Work item: Read through the entries below and return each line with the word "impl".

[Stored data entries]

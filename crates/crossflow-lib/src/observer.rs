use std::{cell::RefCell, rc::Rc};

use ahash::{HashMap, HashMapExt};

/// Token identifying a single registration on a [`Subject`].
///
/// There is no unregister operation; the handle exists so one can be added
/// later without changing the `register` signature.
#[derive(Clone, Copy, Debug, PartialEq, Eq, Hash)]
pub struct ObserverHandle(u64);

type Callback<V> = Rc<dyn Fn(&V) -> anyhow::Result<()>>;

struct Registry<V> {
    observers: HashMap<ObserverHandle, Callback<V>>,
    next_handle: u64,
}

/// A one-to-many synchronous notification channel.
///
/// Cloning a `Subject` yields another handle to the same registry. The
/// subject owns no value state; it only fans a value out to whoever
/// registered.
///
/// Identity is per registration: closures have no value identity in Rust, so
/// every [`register`](Self::register) call adds a distinct observer, and each
/// registered observer is invoked at most once per [`notify`](Self::notify)
/// call. Registering the same closure through two `register` calls is two
/// observers.
pub struct Subject<V> {
    registry: Rc<RefCell<Registry<V>>>,
}

impl<V> Clone for Subject<V> {
    fn clone(&self) -> Self {
        Self {
            registry: Rc::clone(&self.registry),
        }
    }
}

impl<V> Subject<V> {
    pub fn new() -> Self {
        Self {
            registry: Rc::new(RefCell::new(Registry {
                observers: HashMap::new(),
                next_handle: 0,
            })),
        }
    }

    /// Listen to events on this subject.
    pub fn register(
        &self,
        observer: impl Fn(&V) -> anyhow::Result<()> + 'static,
    ) -> ObserverHandle {
        let mut registry = self.registry.borrow_mut();
        let handle = ObserverHandle(registry.next_handle);
        registry.next_handle += 1;
        registry.observers.insert(handle, Rc::new(observer));
        handle
    }

    /// Invoke every currently registered observer with `value`, in no
    /// particular order.
    ///
    /// An observer that fails aborts delivery to the observers not yet
    /// invoked; the error surfaces to the caller of `notify`. Observers
    /// registered while a delivery is in progress are not seen by that
    /// delivery.
    pub fn notify(&self, value: &V) -> anyhow::Result<()> {
        // Snapshot the registry so observers are free to register on (or
        // re-notify through) this subject without hitting the borrow.
        let observers: Vec<Callback<V>> =
            self.registry.borrow().observers.values().cloned().collect();
        for observer in observers {
            observer(value)?;
        }
        Ok(())
    }

    pub fn observer_count(&self) -> usize {
        self.registry.borrow().observers.len()
    }
}

impl<V> Default for Subject<V> {
    fn default() -> Self {
        Self::new()
    }
}

#[cfg(test)]
mod tests {
    use std::{
        cell::{Cell, RefCell},
        rc::Rc,
    };

    use super::Subject;

    #[test]
    fn notify_reaches_every_observer_exactly_once() {
        let subject = Subject::new();
        let counts = [
            Rc::new(Cell::new(0u32)),
            Rc::new(Cell::new(0u32)),
            Rc::new(Cell::new(0u32)),
        ];
        for count in &counts {
            let count = Rc::clone(count);
            subject.register(move |_: &i32| {
                count.set(count.get() + 1);
                Ok(())
            });
        }

        subject.notify(&7).unwrap();
        for count in &counts {
            assert_eq!(count.get(), 1);
        }

        subject.notify(&8).unwrap();
        for count in &counts {
            assert_eq!(count.get(), 2);
        }
    }

    #[test]
    fn observers_receive_the_notified_value() {
        let subject = Subject::new();
        let seen = Rc::new(Cell::new(0));
        let seen_by_observer = Rc::clone(&seen);
        subject.register(move |value: &i32| {
            seen_by_observer.set(*value);
            Ok(())
        });

        subject.notify(&42).unwrap();
        assert_eq!(seen.get(), 42);
    }

    #[test]
    fn every_registration_is_a_distinct_observer() {
        let subject = Subject::new();
        let count = Rc::new(Cell::new(0u32));

        let observer = {
            let count = Rc::clone(&count);
            move |_: &()| {
                count.set(count.get() + 1);
                Ok(())
            }
        };
        let first = subject.register(observer.clone());
        let second = subject.register(observer);
        assert_ne!(first, second);

        subject.notify(&()).unwrap();
        assert_eq!(count.get(), 2);
    }

    #[test]
    fn failing_observer_aborts_delivery() {
        let subject: Subject<()> = Subject::new();
        subject.register(|_| anyhow::bail!("observer broke"));

        let err = subject.notify(&()).unwrap_err();
        assert_eq!(err.to_string(), "observer broke");
    }

    #[test]
    fn registration_during_notify_misses_the_current_delivery() {
        let subject: Subject<()> = Subject::new();
        let late_calls = Rc::new(Cell::new(0u32));

        let inner_subject = subject.clone();
        let late_calls_for_inner = Rc::clone(&late_calls);
        subject.register(move |_| {
            let late_calls = Rc::clone(&late_calls_for_inner);
            inner_subject.register(move |_| {
                late_calls.set(late_calls.get() + 1);
                Ok(())
            });
            Ok(())
        });

        subject.notify(&()).unwrap();
        assert_eq!(late_calls.get(), 0);
        assert_eq!(subject.observer_count(), 2);

        // The late observer takes part in the next delivery. So does the
        // registering one, adding a third.
        subject.notify(&()).unwrap();
        assert_eq!(late_calls.get(), 1);
    }

    #[test]
    fn notify_is_reentrant() {
        let outer: Subject<u32> = Subject::new();
        let inner: Subject<u32> = Subject::new();

        let log = Rc::new(RefCell::new(Vec::new()));
        {
            let log = Rc::clone(&log);
            inner.register(move |value| {
                log.borrow_mut().push(*value);
                Ok(())
            });
        }
        {
            let inner = inner.clone();
            outer.register(move |value| inner.notify(&(value * 10)));
        }

        outer.notify(&4).unwrap();
        assert_eq!(*log.borrow(), vec![40]);
    }

    #[test]
    fn clone_shares_the_registry() {
        let subject = Subject::new();
        let count = Rc::new(Cell::new(0u32));
        {
            let count = Rc::clone(&count);
            subject.register(move |_: &()| {
                count.set(count.get() + 1);
                Ok(())
            });
        }

        let other_handle = subject.clone();
        other_handle.notify(&()).unwrap();
        assert_eq!(count.get(), 1);
        assert_eq!(other_handle.observer_count(), 1);
    }
}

Response for this exercise:
impl<V> Clone for Subject<V> {
impl<V> Subject<V> {
        observer: impl Fn(&V) -> anyhow::Result<()> + 'static,
impl<V> Default for Subject<V> {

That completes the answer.